El argumento, por consiguiente, es malo por donde se lo mire. Es cierto que hay otros males que nos afectan, pero también es cierto que para muchos de ellos tenemos protocolos y guías de acción. Estoy de acuerdo que no actuamos en consecuencia en muchísimos casos, que no hacemos lo que deberíamos hacer, que no disponemos de recursos suficientes para enfrentarnos a los problemas que hemos identificado y para los cuales tenemos soluciones. Todo esto es cierto, y cualquiera que se paseé por este blog sabrá que estoy preocupado por todos esos temas. Pero para el COVID-19, hasta el día de hoy, no tenemos cura ni tratamiento . Y eso significa que no hay manera de proteger a la población a través de otro medio que no sea estableciendo un protocolo preventivo de confinamiento que reduzca la transmisión del virus y, con ello, ganar tiempo para evitar que sigan sumándose cadáveres y contagios.
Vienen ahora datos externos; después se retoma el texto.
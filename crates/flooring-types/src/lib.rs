//! Common types module for the flooring order system.
//!
//! This module defines the core data types shared by every flooring crate:
//! orders and their derived costs, the product and tax reference records,
//! partition keys for date-partitioned storage, and validation helpers for
//! both user-facing order fields and TOML configuration tables.

/// Order types including the snapshot rates and derived cost fields.
pub mod order;
/// Product and tax reference records.
pub mod reference;
/// Registry trait for pluggable backend implementations.
pub mod registry;
/// Partition keys for date-partitioned order storage.
pub mod storage;
/// Utility functions for display formatting.
pub mod utils;
/// Domain and configuration validation.
pub mod validation;

// Re-export all types for convenient access
pub use order::*;
pub use reference::*;
pub use registry::*;
pub use storage::*;
pub use utils::{format_money, format_optional};
pub use validation::*;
Curiosamente, las denuncias conspiranoides de las personas de buena voluntad coinciden con los propósitos de las élites que (1) o bien quieren conseguir una tajada a través de la especulación con la crisis, (2) o se preparan para resistir colectivamente y con todos sus medios ante la amenaza de cualquier cambio en el status-quo que avance en una agenda genuinamente democrática.
Por lo tanto, la cuestión no es minimizar la crisis, sino buscar respuestas para el desafío sanitario y social que enfrentamos. Eso implica, además, cambiar las condiciones de precariedad socioeconómicas que han dificultado la respuesta ante el virus, y aprovechar la oportunidad para avanzar en un programa de transformación en todos los reclamos de justicia.
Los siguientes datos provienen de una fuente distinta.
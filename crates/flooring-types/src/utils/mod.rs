//! Utility functions for formatting values for display and storage.

pub mod formatting;

pub use formatting::{format_money, format_optional};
Quiero agregar dos cuestiones. Por un lado, recordarles que lo que aquí se pide es que se inviertan más recursos en la gente, que se mejoren los recursos sanitarios, que se pongan a disposición recursos estatales que minimicen los costos para la sociedad en su conjunto, y que esta vez, el costo de la reconstrucción lo hagan las capas privilegiadas de la sociedad.
Las élites y las derechas siempre han utilizado los mismos argumentos, y se han servido de científicos y desprevenidos para justificar recortes a programas que les eran desfavorables. La izquierda boba siempre les ha hecho el juego, en parte debido a las posturas maximalistas, siempre estériles, que no toman en consideración el equilibrio de fuerzas en pugna. No me extrañaría que muchos de los científicos que ponen en duda la gravedad de la crisis estén al servicio de los intereses de ciertos sectores del capital que ven amenazada su hegemonía por parte de la ciudadanía y por otras fracciones del capital.
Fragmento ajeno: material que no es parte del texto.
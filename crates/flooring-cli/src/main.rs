//! Main entry point for the flooring order tool.
//!
//! Loads configuration, wires the configured partition backend and the
//! reference data into an engine, then runs a single command against it.

use clap::Parser;
use flooring_config::Config;
use flooring_core::{EngineBuilder, FlooringEngine};
use std::path::PathBuf;

mod commands;

use commands::Command;

/// Command-line arguments for the flooring order tool.
#[derive(Parser, Debug)]
#[command(author, version, about, long_about = None)]
struct Args {
	/// Path to configuration file
	#[arg(short, long, default_value = "config/flooring.toml", env = "FLOORING_CONFIG")]
	config: PathBuf,

	/// Log level (trace, debug, info, warn, error)
	#[arg(short, long, default_value = "info")]
	log_level: String,

	#[command(subcommand)]
	command: Command,
}

fn main() -> Result<(), Box<dyn std::error::Error>> {
	let args = Args::parse();

	// Initialize tracing with env filter
	use tracing_subscriber::{fmt, EnvFilter};

	let env_filter =
		EnvFilter::try_from_default_env().unwrap_or_else(|_| EnvFilter::new(&args.log_level));

	// Logs go to stderr so command output stays clean
	fmt()
		.with_env_filter(env_filter)
		.with_target(true)
		.with_writer(std::io::stderr)
		.init();

	let config = Config::from_file(&args.config)?;
	tracing::debug!(path = %args.config.display(), "Loaded configuration");

	let mut engine = build_engine(config)?;
	let mut stdout = std::io::stdout().lock();
	commands::run(&mut engine, args.command, &mut stdout)
}

/// Builds the engine with every available partition backend registered.
fn build_engine(config: Config) -> Result<FlooringEngine, Box<dyn std::error::Error>> {
	let engine = EngineBuilder::new(config)
		.with_factories(flooring_storage::get_all_implementations())
		.build()?;
	Ok(engine)
}
//! Core order engine for the flooring order system.
//!
//! This crate ties the reference data, the order store and the export
//! writer together behind [`FlooringEngine`], the single entry point used
//! by front ends. It also provides the pure order [`calculator`] and the
//! [`EngineBuilder`] that wires a configured partition backend.

use flooring_reference::ReferenceError;
use flooring_storage::StorageError;
use flooring_types::ValidationError;
use thiserror::Error;

pub mod builder;
pub mod calculator;
pub mod engine;

pub use builder::EngineBuilder;
pub use calculator::{calculate, CalculationError};
pub use engine::{FlooringEngine, OrderEdit, OrderRequest};

/// Errors surfaced by engine operations.
#[derive(Debug, Error)]
pub enum FlooringError {
	/// An order lookup missed.
	#[error("Not found: {0}")]
	NotFound(String),
	/// A field failed validation. Nothing was stored.
	#[error("Invalid {field}: {message}")]
	InvalidInput { field: String, message: String },
	/// Calculation was attempted without its inputs.
	#[error("Incomplete order: {0}")]
	IncompleteOrder(CalculationError),
	/// Reading or writing order data failed.
	#[error("Persistence failure: {0}")]
	Persistence(String),
	/// Reference data could not be loaded.
	#[error("Reference data error: {0}")]
	Reference(#[from] ReferenceError),
	/// The engine could not be configured.
	#[error("Configuration error: {0}")]
	Config(String),
}

impl FlooringError {
	pub(crate) fn invalid(field: &str, message: impl Into<String>) -> Self {
		Self::InvalidInput {
			field: field.to_string(),
			message: message.into(),
		}
	}
}

impl From<CalculationError> for FlooringError {
	fn from(err: CalculationError) -> Self {
		match err {
			CalculationError::Overflow => {
				FlooringError::invalid("area", "order costs are too large to calculate")
			},
			incomplete => FlooringError::IncompleteOrder(incomplete),
		}
	}
}

impl From<StorageError> for FlooringError {
	fn from(err: StorageError) -> Self {
		match err {
			StorageError::NotFound { .. } => FlooringError::NotFound(err.to_string()),
			other => FlooringError::Persistence(other.to_string()),
		}
	}
}

impl From<ValidationError> for FlooringError {
	fn from(err: ValidationError) -> Self {
		match err {
			ValidationError::MissingField(field) => FlooringError::InvalidInput {
				field,
				message: "is required".into(),
			},
			ValidationError::InvalidValue { field, message } => {
				FlooringError::InvalidInput { field, message }
			},
			ValidationError::TypeMismatch {
				field,
				expected,
				actual,
			} => FlooringError::InvalidInput {
				field,
				message: format!("expected {}, got {}", expected, actual),
			},
		}
	}
}

#[cfg(test)]
mod tests {
	use super::*;
	use chrono::NaiveDate;

	#[test]
	fn test_storage_errors_map_to_taxonomy() {
		let missing = StorageError::NotFound {
			date: NaiveDate::from_ymd_opt(2025, 10, 29).unwrap(),
			order_number: 7,
		};
		assert!(matches!(
			FlooringError::from(missing),
			FlooringError::NotFound(msg) if msg.contains("Order 7")
		));

		let io = StorageError::Backend("disk full".into());
		assert!(matches!(
			FlooringError::from(io),
			FlooringError::Persistence(msg) if msg.contains("disk full")
		));
	}

	#[test]
	fn test_calculation_errors_map_to_taxonomy() {
		let err = FlooringError::from(CalculationError::Overflow);
		assert!(matches!(err, FlooringError::InvalidInput { ref field, .. } if field == "area"));

		let err = FlooringError::from(CalculationError::IncompleteOrder {
			missing: vec!["tax_rate"],
		});
		assert!(matches!(err, FlooringError::IncompleteOrder(_)));
		assert_eq!(err.to_string(), "Incomplete order: Order is missing tax_rate");
	}

	#[test]
	fn test_validation_errors_become_invalid_input() {
		let err = FlooringError::from(ValidationError::MissingField("customer_name".into()));
		assert_eq!(err.to_string(), "Invalid customer_name: is required");

		let err = FlooringError::from(ValidationError::InvalidValue {
			field: "area".into(),
			message: "too small".into(),
		});
		assert!(matches!(err, FlooringError::InvalidInput { ref field, .. } if field == "area"));
	}
}
//! String formatting utilities.
//!
//! Persistence writes decimals exactly as computed; rounding to cents only
//! happens here, when a value is rendered for a person to read.

use rust_decimal::{Decimal, RoundingStrategy};

/// Formats a monetary amount with exactly two decimal places.
///
/// Half-cent values round away from zero, so `68.085` renders as `68.09`.
pub fn format_money(amount: Decimal) -> String {
	let mut rounded = amount.round_dp_with_strategy(2, RoundingStrategy::MidpointAwayFromZero);
	rounded.rescale(2);
	rounded.to_string()
}

/// Renders an optional decimal exactly, or as an empty string when unset.
pub fn format_optional(value: Option<Decimal>) -> String {
	value.map(|v| v.to_string()).unwrap_or_default()
}
use crate::{parse_decimal, ReferenceRecord};
use flooring_types::{normalize_product_type, Product};

impl ReferenceRecord for Product {
	const KIND: &'static str = "product";

	fn normalize_key(raw: &str) -> String {
		normalize_product_type(raw)
	}

	fn key(&self) -> String {
		normalize_product_type(&self.product_type)
	}

	fn parse_fields(fields: &[&str]) -> Result<Self, String> {
		let [product_type, cost, labor, ..] = fields else {
			return Err(format!("expected 3 fields, found {}", fields.len()));
		};
		if product_type.is_empty() {
			return Err("product type is empty".into());
		}
		Ok(Product {
			product_type: product_type.to_string(),
			cost_per_square_foot: parse_decimal(cost, "cost per square foot")?,
			labor_cost_per_square_foot: parse_decimal(labor, "labor cost per square foot")?,
		})
	}
}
Cuando en otras circunstancias se intenta avanzar en una agenda progresista, la primera reacción de la derecha es relativizar la gravedad de los problemas y culpabilizar a las víctimas, sea que hablemos de pacientes de SIDA, víctimas de violencia de género, enfermos de cáncer, pobreza infantil, desahuciados, inmigrantes, refugiados, parados o exclusión. En este caso no es muy diferente: (1) el problema no existe, o (2) es solo una desorbitada reacción de pánico de la población.
Lo cierto es que estamos hablando de miles de muertos, cientos de miles o incluso millones de infectados, algunos recibiendo tratamientos improvisados, extraordinariamente dolorosos, y lo que se viene es desocupación masiva, precariedad, exclusión y otros efectos impredecibles para la población mundial a gran escala, amenazadas por muchas otras crisis que el orden vigente, en su carrera desbocada por la acumulación y la ganancia, o bien ha manufacturado, o bien ha preparado para que resulte aún más devastadora.
Lo que tenemos que hacer en este contexto es (1) tomarnos en serio la gravedad de la crisis y (2) torcerle el brazo a los poderosos. Si eso es lo que realmente queremos, advirtamos que los argumentos negacionistas y conspiranoides son los peores argumentos posibles.